EBRD Blog

European Bank for Reconstruction and Development

The road to a fragile recovery


By: Anthony Williams Head of Media Relations
Posted on | October 16, 2009 | No Comments

The EBRD has released its latest economic forecasts. Signs of positive growth in the third quarter suggest the recession is bottoming out in much of the EBRD region - but any upturn in 2010 is likely to be fragile and patchy.

At the start of this year, the global economic crisis was hitting central and eastern Europe with unimaginable force. Any illusion that this region was somehow immune from the “western” credit crunch and the subsequent financial squeeze was definitively quashed. Output was declining at startling rates that would only become apparent much later in the Spring.

But the danger signs were everywhere. There was real risk of a genuine emerging market crisis – that financial systems in a number of countries would collapse entirely, that currencies would run out of control, that there could be sovereign defaults.

That this horror scenario didn’t happen was a result partly of unprecedented international support, with the EU and organisations like the IMF providing huge macroeconomic packages that were flexible and tailored to specific country needs.

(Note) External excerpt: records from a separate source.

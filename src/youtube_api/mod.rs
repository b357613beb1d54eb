//! Minimal YouTube Data API v3 client.
//!
//! Covers exactly the endpoints the digest needs: `search.list` to find a
//! channel's uploads inside a date window, `playlists.list`/`playlists.insert`
//! to resolve the target playlist, and `playlistItems.list`/
//! `playlistItems.insert` to read and extend its membership. All list
//! endpoints are drained through a lazy paginated stream so no page limit is
//! silently dropped.

pub mod client;
pub mod error;
pub mod playlist_items;
pub mod playlists;
pub mod search;
pub mod types;

pub use client::{RefreshableToken, YouTubeClient};
pub use error::ApiError;
pub use types::PageInfo;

Other IFIs, including the EBRD, stepped into provide micro support to banking groups and corporates with little or no access to liquidity. Crucially western banks, a dominant force in financial sectors in many countries in central and eastern Europe, did not retrench as feared. The authorities in eastern Europe responded with policies aimed at dealing promptly and effectively with the crisis, even though those responses were in some cases immensely painful and politically unpopular.

These economies are not yet out of the woods. The EBRD forecasts show that the contraction of the economy this year will on average be worse than expected just five months ago and while a modest recovery has started to set in, a number of countries will only show full year growth in 2011.

Most importantly it will take several years before economies start growing again at levels where they have even the prospect of catching up with European Union norms. This means that the sacrifices that have been taken will take even longer before they are translated into standards of living that the people of the region aspire to and deserve.